Myanmar: Provide aid to foreign-owned garment businesses also: ambassador
South Korean and Chinese stakeholders in Myanmar are urging the authorities to review the possibility of providing a stimulus package for foreign investors in the local garment industry at a time when the supply of raw materials has stalled and importers from the West have begun to cut orders from Myanmar’s factories.
Myanmar’s manufacturing industry is experiencing an unprecedented slowdown as a result of COVID-19 pandemic sweeping the world.
In a recent interview, South Korean Ambassador to Myanmar Lee Sang-hwa told The Myanmar Times that South Korean garment businesses are struggling to sustain their operations, but they are willing to tighten their belts and share the burden instead of laying off workers.
“Given the magnitude of the suffering, the Myanmar government should proactively consider an incentive and stimulus package [for foreign garment businesses] as far as they can,” he said.
Garment industry export values topped rice exports at US$4 billion last year, and the sector now employs over 700,000 workers country-wide due to the labour-intensive nature of the work. Among approximately 600 garment factories, 400 of them are Chinese-owned, and South Korea account for around 100.

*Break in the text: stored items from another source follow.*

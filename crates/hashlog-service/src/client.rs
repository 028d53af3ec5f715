//! Client for the log service. Opens one connection per call.

use std::pin::Pin;

use async_stream::try_stream;
use futures_util::Stream;
use hashlog::{CancellationToken, Entry, TailOptions};

use crate::error::{Result, ServiceError};
use crate::framing::{Connection, DEFAULT_MAX_FRAME_LENGTH};
use crate::messages::{AppendResponse, Request, Response, StatusCode, VerifyResponse};

/// A stream of entries received from the server.
pub type RemoteEntryStream = Pin<Box<dyn Stream<Item = Result<Entry>> + Send>>;

/// Log service client.
#[derive(Debug, Clone)]
pub struct LogClient {
    addr: String,
    max_frame_length: usize,
}

impl LogClient {
    /// Create a client for the server at `addr` (`host:port`).
    pub fn new(addr: impl Into<String>) -> Self {
        Self {
            addr: addr.into(),
            max_frame_length: DEFAULT_MAX_FRAME_LENGTH,
        }
    }

    pub fn addr(&self) -> &str {
        &self.addr
    }

    async fn connect(&self) -> Result<Connection> {
        Connection::connect(&self.addr, self.max_frame_length).await
    }

    /// Send one request and wait for its single response.
    async fn call(&self, request: Request) -> Result<Response> {
        let mut conn = self.connect().await?;
        conn.send(&request).await?;
        match conn.recv::<Response>().await? {
            Some(Response::Error(status)) => Err(status.into()),
            Some(resp) => Ok(resp),
            None => Err(ServiceError::Protocol("connection closed before response".into())),
        }
    }

    /// Append a JSON payload given as text.
    pub async fn append(&self, partition: &str, data: &str) -> Result<AppendResponse> {
        let request = Request::Append {
            partition: partition.to_string(),
            data: data.to_string(),
        };
        match self.call(request).await? {
            Response::Appended(resp) => Ok(resp),
            other => Err(unexpected(&other)),
        }
    }

    /// Stream entries of a partition.
    pub async fn read(
        &self,
        partition: &str,
        start_seq: Option<u64>,
        limit: Option<u64>,
    ) -> Result<RemoteEntryStream> {
        let mut conn = self.connect().await?;
        conn.send(&Request::Read {
            partition: partition.to_string(),
            start_seq,
            limit,
        })
        .await?;
        Ok(entry_stream(conn, CancellationToken::new()))
    }

    /// Stream entries and, with `follow`, new ones until `cancel` fires.
    ///
    /// On cancellation the stream ends without an error and yields nothing
    /// further, even entries the server sent before it saw the cancel.
    pub async fn tail(
        &self,
        partition: &str,
        options: TailOptions,
        cancel: CancellationToken,
    ) -> Result<RemoteEntryStream> {
        let mut conn = self.connect().await?;
        conn.send(&Request::Tail {
            partition: partition.to_string(),
            start_seq: Some(options.start_seq).filter(|seq| *seq > 0),
            follow: options.follow,
            last: options.last,
        })
        .await?;
        Ok(entry_stream(conn, cancel))
    }

    pub async fn verify(&self, partition: &str) -> Result<VerifyResponse> {
        let request = Request::Verify {
            partition: partition.to_string(),
        };
        match self.call(request).await? {
            Response::Verified(resp) => Ok(resp),
            other => Err(unexpected(&other)),
        }
    }

    pub async fn list_partitions(&self) -> Result<Vec<String>> {
        match self.call(Request::ListPartitions).await? {
            Response::Partitions { partitions } => Ok(partitions),
            other => Err(unexpected(&other)),
        }
    }

    pub async fn get_last_entry(&self, partition: &str) -> Result<Option<Entry>> {
        let request = Request::GetLastEntry {
            partition: partition.to_string(),
        };
        match self.call(request).await? {
            Response::LastEntry { entry, .. } => entry.map(|e| e.into_entry()).transpose(),
            other => Err(unexpected(&other)),
        }
    }
}

fn unexpected(resp: &Response) -> ServiceError {
    ServiceError::Protocol(format!("unexpected response: {:?}", resp))
}

enum Incoming {
    Frame(Result<Option<Response>>),
    Cancelled,
}

fn entry_stream(mut conn: Connection, cancel: CancellationToken) -> RemoteEntryStream {
    let stream = try_stream! {
        let mut cancel_sent = false;
        loop {
            let incoming = if cancel_sent {
                Incoming::Frame(conn.recv::<Response>().await)
            } else {
                tokio::select! {
                    _ = cancel.cancelled() => Incoming::Cancelled,
                    frame = conn.recv::<Response>() => Incoming::Frame(frame),
                }
            };

            let frame = match incoming {
                Incoming::Cancelled => {
                    conn.send(&Request::Cancel).await?;
                    cancel_sent = true;
                    continue;
                }
                Incoming::Frame(frame) => frame?,
            };

            match frame {
                // Sent before the server saw our cancel.
                Some(Response::Entry(_)) if cancel.is_cancelled() => {}
                Some(Response::Entry(wire)) => {
                    yield wire.into_entry()?;
                }
                Some(Response::End) => break,
                Some(Response::Error(status)) => {
                    // The server confirms our cancel with a cancelled status.
                    if cancel_sent && status.code == StatusCode::Cancelled {
                        break;
                    }
                    Err::<(), _>(ServiceError::from(status))?;
                }
                Some(other) => {
                    Err::<(), _>(unexpected(&other))?;
                }
                None => {
                    Err::<(), _>(ServiceError::Protocol("connection closed mid-stream".into()))?;
                }
            }
        }
    };
    Box::pin(stream)
}
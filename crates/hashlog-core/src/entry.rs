//! Entry: one immutable record in a partition's hash chain.
//!
//! An entry is created exactly once, by an append, and never edited. Its
//! `hash` commits to every other field, and its `prev_hash` commits to the
//! entry before it.

use chrono::{SecondsFormat, Utc};
use serde::{Deserialize, Serialize};
use serde_json::Value;

use crate::canonical::hash_fields;
use crate::crypto::{Sha256Hash, GENESIS_HASH};
use crate::error::{CoreError, Result};

/// The hashed fields of an entry, borrowed.
#[derive(Debug, Clone, Copy)]
pub struct EntryFields<'a> {
    pub seq: u64,
    pub timestamp: &'a str,
    pub partition: &'a str,
    pub prev_hash: &'a str,
    pub data: &'a Value,
}

impl EntryFields<'_> {
    /// Compute the content hash of these fields.
    pub fn compute_hash(&self) -> Sha256Hash {
        hash_fields(self)
    }
}

/// A stored log entry.
///
/// Field order here is the on-disk key order of a stored line.
#[derive(Debug, Clone, PartialEq, Eq, Serialize, Deserialize)]
pub struct Entry {
    /// Position in the partition, starting at 0.
    pub seq: u64,

    /// Wall-clock creation time (RFC 3339, UTC). Not guaranteed monotonic.
    #[serde(rename = "ts")]
    pub timestamp: String,

    /// Logical partition name as given to append.
    pub partition: String,

    /// Hex hash of the previous entry, or [`GENESIS_HASH`].
    pub prev_hash: String,

    /// Opaque application payload.
    pub data: Value,

    /// Hex SHA-256 of the canonical encoding of the fields above.
    pub hash: String,
}

impl Entry {
    /// Borrow the hashed fields.
    pub fn fields(&self) -> EntryFields<'_> {
        EntryFields {
            seq: self.seq,
            timestamp: &self.timestamp,
            partition: &self.partition,
            prev_hash: &self.prev_hash,
            data: &self.data,
        }
    }

    /// Recompute the content hash from the hashed fields.
    pub fn compute_hash(&self) -> Sha256Hash {
        self.fields().compute_hash()
    }

    /// Whether the stored hash matches the recomputed one.
    pub fn has_valid_hash(&self) -> bool {
        self.compute_hash().to_hex() == self.hash
    }

    /// Whether this is the first entry of its partition.
    pub fn is_genesis(&self) -> bool {
        self.seq == 0 && self.prev_hash == GENESIS_HASH
    }

    /// Encode as a single storage line (without the trailing newline).
    pub fn to_line(&self) -> Result<String> {
        serde_json::to_string(self).map_err(|e| CoreError::EncodingError(e.to_string()))
    }

    /// Decode from a storage line.
    pub fn from_line(line: &str) -> Result<Self> {
        serde_json::from_str(line.trim()).map_err(|e| CoreError::DecodingError(e.to_string()))
    }
}

/// Builder for new entries.
///
/// Use [`EntryBuilder::genesis`] for the first entry of a partition and
/// [`EntryBuilder::after`] to chain onto an existing entry.
pub struct EntryBuilder {
    seq: u64,
    partition: String,
    prev_hash: String,
    timestamp: Option<String>,
    data: Value,
}

impl EntryBuilder {
    /// Start an entry at an explicit position.
    pub fn new(seq: u64, partition: impl Into<String>, prev_hash: impl Into<String>) -> Self {
        Self {
            seq,
            partition: partition.into(),
            prev_hash: prev_hash.into(),
            timestamp: None,
            data: Value::Null,
        }
    }

    /// Start the first entry of a partition.
    pub fn genesis(partition: impl Into<String>) -> Self {
        Self::new(0, partition, GENESIS_HASH)
    }

    /// Start the entry that follows `prev`.
    pub fn after(prev: &Entry, partition: impl Into<String>) -> Self {
        Self::new(prev.seq + 1, partition, prev.hash.clone())
    }

    /// Start the entry that follows `prev`, or the genesis entry if `None`.
    pub fn next(prev: Option<&Entry>, partition: impl Into<String>) -> Self {
        match prev {
            Some(prev) => Self::after(prev, partition),
            None => Self::genesis(partition),
        }
    }

    /// Set the timestamp. Defaults to the current time.
    pub fn timestamp(mut self, timestamp: impl Into<String>) -> Self {
        self.timestamp = Some(timestamp.into());
        self
    }

    /// Set the payload.
    pub fn data(mut self, data: Value) -> Self {
        self.data = data;
        self
    }

    /// Stamp and hash the entry.
    pub fn build(self) -> Entry {
        let timestamp = self.timestamp.unwrap_or_else(now_timestamp);
        let hash = EntryFields {
            seq: self.seq,
            timestamp: &timestamp,
            partition: &self.partition,
            prev_hash: &self.prev_hash,
            data: &self.data,
        }
        .compute_hash()
        .to_hex();

        Entry {
            seq: self.seq,
            timestamp,
            partition: self.partition,
            prev_hash: self.prev_hash,
            data: self.data,
            hash,
        }
    }
}

/// Current UTC time as RFC 3339 with microseconds, e.g.
/// `2024-06-15T12:30:45.123456+00:00`.
pub fn now_timestamp() -> String {
    Utc::now().to_rfc3339_opts(SecondsFormat::Micros, false)
}
//! # Hashlog Core
//!
//! Pure primitives for hashlog: entries, canonical encoding, and hash chain
//! verification.
//!
//! This crate contains no I/O, no storage, no networking. It is pure
//! computation over the hash chain.
//!
//! ## Key Types
//!
//! - [`Entry`] - One immutable record in a partition
//! - [`PartitionKey`] - Sanitized partition name used as a storage key
//! - [`Sha256Hash`] - Content hash; [`GENESIS_HASH`] marks "no predecessor"
//! - [`ChainVerifier`] - Incremental invariant checker
//!
//! ## Canonicalization
//!
//! Entry hashes are computed over canonical JSON. See [`canonical`] module.

pub mod canonical;
pub mod crypto;
pub mod entry;
pub mod error;
pub mod types;
pub mod validation;

pub use canonical::{canonical_entry_bytes, canonical_json, hash_fields};
pub use crypto::{Sha256Hash, GENESIS_HASH};
pub use entry::{now_timestamp, Entry, EntryBuilder, EntryFields};
pub use error::{ChainViolation, CoreError};
pub use types::PartitionKey;
pub use validation::{verify_chain, ChainVerifier, VerifyFailure, VerifyOutcome, VerifyReport};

Since January, the number of factories shutting down has reached 38 with nearly 17,000 workers laid off or forced to take leave. Of these, garment factories amounted to 22.
The Chinese government’s strict measures to prevent domestic spread of COVID-19 in February have severely disrupted the timely supply of raw materials, which garment factories in Myanmar depended on. China supplies more than 90 percent of raw materials for the garment factories in Myanmar.

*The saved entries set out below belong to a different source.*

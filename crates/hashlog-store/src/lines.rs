//! Line framing shared by the store backends.

use std::ops::Range;

use crate::error::{Result, StoreError};

/// Accumulates raw bytes and hands out complete lines.
#[derive(Debug, Default)]
pub(crate) struct LineBuffer {
    pending: Vec<u8>,
}

impl LineBuffer {
    pub(crate) fn push(&mut self, bytes: &[u8]) {
        self.pending.extend_from_slice(bytes);
    }

    /// Pop the next newline-terminated line, if one is buffered.
    pub(crate) fn next_line(&mut self, partition: &str) -> Result<Option<String>> {
        let Some(pos) = self.pending.iter().position(|b| *b == b'\n') else {
            return Ok(None);
        };
        let mut line: Vec<u8> = self.pending.drain(..=pos).collect();
        line.pop();
        if line.last() == Some(&b'\r') {
            line.pop();
        }
        decode_line(line, partition).map(Some)
    }
}

/// Where the last complete line of a buffer is.
#[derive(Debug, PartialEq, Eq)]
pub(crate) enum LastLine {
    Found(Range<usize>),
    /// The buffer holds no complete non-blank line.
    Absent,
    /// The buffer does not start at a line boundary and the candidate line
    /// may extend further back.
    NeedMore,
}

/// Locate the last complete, non-blank line in `buf`.
///
/// `at_start` says whether `buf` begins at a line boundary (the start of
/// the partition or just after a newline). Bytes after the final newline
/// belong to an unfinished write and are ignored.
pub(crate) fn last_complete_line(buf: &[u8], at_start: bool) -> LastLine {
    let Some(mut end) = buf.iter().rposition(|b| *b == b'\n') else {
        return if at_start {
            LastLine::Absent
        } else {
            LastLine::NeedMore
        };
    };

    loop {
        match buf[..end].iter().rposition(|b| *b == b'\n') {
            Some(nl) => {
                if is_blank(&buf[nl + 1..end]) {
                    end = nl;
                    continue;
                }
                return LastLine::Found(nl + 1..trim_cr(buf, nl + 1, end));
            }
            None if !at_start => return LastLine::NeedMore,
            None if is_blank(&buf[..end]) => return LastLine::Absent,
            None => return LastLine::Found(0..trim_cr(buf, 0, end)),
        }
    }
}

pub(crate) fn decode_line(bytes: Vec<u8>, partition: &str) -> Result<String> {
    String::from_utf8(bytes).map_err(|e| StoreError::InvalidData {
        partition: partition.to_string(),
        reason: e.to_string(),
    })
}

fn is_blank(bytes: &[u8]) -> bool {
    bytes.iter().all(u8::is_ascii_whitespace)
}

fn trim_cr(buf: &[u8], start: usize, end: usize) -> usize {
    if end > start && buf[end - 1] == b'\r' {
        end - 1
    } else {
        end
    }
}
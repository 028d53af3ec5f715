//! Golden test vectors for deterministic verification.
//!
//! Expected hashes were produced by an independent encoder that sorts keys,
//! uses compact separators and escapes all non-ASCII. Any implementation
//! writing compatible partitions must reproduce them exactly.

use hashlog_core::{Entry, EntryBuilder, GENESIS_HASH};
use serde_json::Value;

const TS: &str = "2024-06-15T12:30:45.123456+00:00";

/// A golden test vector.
#[derive(Debug, Clone)]
pub struct GoldenVector {
    /// Human-readable name for the vector.
    pub name: &'static str,
    pub seq: u64,
    pub timestamp: &'static str,
    pub partition: &'static str,
    pub prev_hash: &'static str,
    /// Payload as JSON text.
    pub data: &'static str,
    /// Expected entry hash (hex).
    pub expected_hash: &'static str,
}

/// Get all golden test vectors.
pub fn all_vectors() -> Vec<GoldenVector> {
    vec![
        GoldenVector {
            name: "genesis entry",
            seq: 0,
            timestamp: "2024-01-01T00:00:00.000000+00:00",
            partition: "p",
            prev_hash: GENESIS_HASH,
            data: r#"{"a":1}"#,
            expected_hash: "ed6cb7947ba67614a6e5175e887ea51d8abc8d72aa3bc364f5c6a7823d96e77a",
        },
        GoldenVector {
            name: "second entry chained to genesis",
            seq: 1,
            timestamp: "2024-01-01T00:00:01.000000+00:00",
            partition: "p",
            prev_hash: "ed6cb7947ba67614a6e5175e887ea51d8abc8d72aa3bc364f5c6a7823d96e77a",
            data: r#"{"b":2}"#,
            expected_hash: "15d3ffc0694cff9e526201fe8282d16ce7d8ffa32e600ac77ba22eb6f5d1efbb",
        },
        GoldenVector {
            name: "nested object with unsorted keys",
            seq: 0,
            timestamp: TS,
            partition: "users",
            prev_hash: GENESIS_HASH,
            data: r#"{"user":"alice","action":"login","tags":["a","b"],"nested":{"z":null,"y":true,"x":false}}"#,
            expected_hash: "0105203f3cb41faadc54d9dd0573b39681a449886f03f0805423d64649ed7f79",
        },
        GoldenVector {
            name: "float formatting",
            seq: 7,
            timestamp: TS,
            partition: "orders",
            prev_hash: GENESIS_HASH,
            data: r#"{"order_id":123,"total":99.99,"tiny":1e-05,"big":1e16,"neg":-0.0,"whole":1.0,"small":0.0001,"e":1.5e300}"#,
            expected_hash: "20718cdb704ee9ee93e24085e04ea59c30df5091807bf50ef3675f50bc7e3176",
        },
        GoldenVector {
            name: "string escapes and non-ascii partition",
            seq: 2,
            timestamp: TS,
            partition: "café",
            prev_hash: GENESIS_HASH,
            data: r#"{"msg":"héllo \"q\" \\ \n\t\u0001 😀 \u007f"}"#,
            expected_hash: "29ea9fa7c7d4d504c675f77f669037af2663e50f739021e86b7869151994ad7a",
        },
        GoldenVector {
            name: "array payload",
            seq: 3,
            timestamp: TS,
            partition: "p",
            prev_hash: GENESIS_HASH,
            data: r#"[1,"two",null,[],{}]"#,
            expected_hash: "18a1b16318485d348117b39e5b34540788835a1c6d30a0f0833f7982083be08a",
        },
        GoldenVector {
            name: "string payload",
            seq: 4,
            timestamp: TS,
            partition: "p",
            prev_hash: GENESIS_HASH,
            data: r#""just a string""#,
            expected_hash: "fa02dd48320209b96b6cbbd922d3b276339d991ded4a4f8c599cf1ffcba823cd",
        },
        GoldenVector {
            name: "negative integer payload",
            seq: 5,
            timestamp: TS,
            partition: "p",
            prev_hash: GENESIS_HASH,
            data: "-42",
            expected_hash: "8f56444a76ee4c7faeacc609a755e6c9e05d80ac6da478d37335bcf067d573b9",
        },
        GoldenVector {
            name: "integers beyond 64 bits",
            seq: 6,
            timestamp: TS,
            partition: "ledger",
            prev_hash: GENESIS_HASH,
            data: r#"{"big":18446744073709551616,"neg":-9223372036854775809,"max":18446744073709551615,"huge":100000000000000000000,"neg_zero":-0,"ratio":0.5}"#,
            expected_hash: "4af34493952ecd65ea3350b542f53832022bd31a7b41ef094569d9b5375e020c",
        },
    ]
}

/// Build the entry a vector describes.
///
/// # Panics
///
/// Panics if the vector's payload is not valid JSON.
pub fn entry_from_vector(vector: &GoldenVector) -> Entry {
    let data: Value = serde_json::from_str(vector.data)
        .unwrap_or_else(|e| panic!("vector '{}' has invalid JSON: {}", vector.name, e));
    EntryBuilder::new(vector.seq, vector.partition, vector.prev_hash)
        .timestamp(vector.timestamp)
        .data(data)
        .build()
}

/// Check every vector, returning `(name, matches, computed_hash)`.
pub fn verify_all_vectors() -> Vec<(String, bool, String)> {
    all_vectors()
        .iter()
        .map(|v| {
            let hash = entry_from_vector(v).hash;
            (v.name.to_string(), hash == v.expected_hash, hash)
        })
        .collect()
}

Although more than 70pc of Chinese factories have now resumed production, the outbreak in Europe and the United States has resulted in reduced demand and cancelled orders, dealing the garment industry in Myanmar another blow.
U Myint Soe, chair of Myanmar Garment Manufacturers Association (MGMA), said last week that operations of the factories that have accepted orders from the EU have stopped operations.
“I see a ray of hope as [China’s] situation gets better as they have started to resume the production of raw materials and started to send it over to Myanmar, but it’s not enough,” the envoy said.
“It does take time to get back to normalcy,” Lee said, however, there need to be measures taken to bridge the gap, he stressed.
In response to the COVID-19 economic crisis, the Ministry of Planning, Finance and Industry announced on March 18 a K100 billion (US$72 million) COVID-19 fund and extended the income tax payment period for the cut-make-pack industry as well as the tourism sector and SMEs, which are seen as “receiving the most negative economic losses”, according to notification 1/2020. However, foreign businesses are excluded from applying for loans from the fund.
While Lee viewed it as “a step in the right direction”, he added a stimulus package tailored for foreign CMP businesses should also be considered.
Employment conditions, for example, could be more lenient based on a consensus reached by the employer and workers allowed to take unpaid leave and lower overtime payment from the current 200 percent.
In addition to offering low-interest rate emergency loans to domestic garment factories, the Myanmar government could extend similar aid to foreign investors in the sector as well, Lee suggested.
In view of the delayed or stalled supply of raw materials, fast-tracking customs procedures is another effective measure the government could consider.
The Chinese embassy echoed the Lee’s opinion. “Chinese factories wish to see similar economic stimulus package being made applicable to them to help them mitigate the impact posed by the pandemic,” the Economic and Commercial Office of the Chinese Embassy told this newspaper.
In addition, the Myanmar government should provide clear guidelines for the management of employee’s payment standards as more Chinese factories are shutting down, the Office added.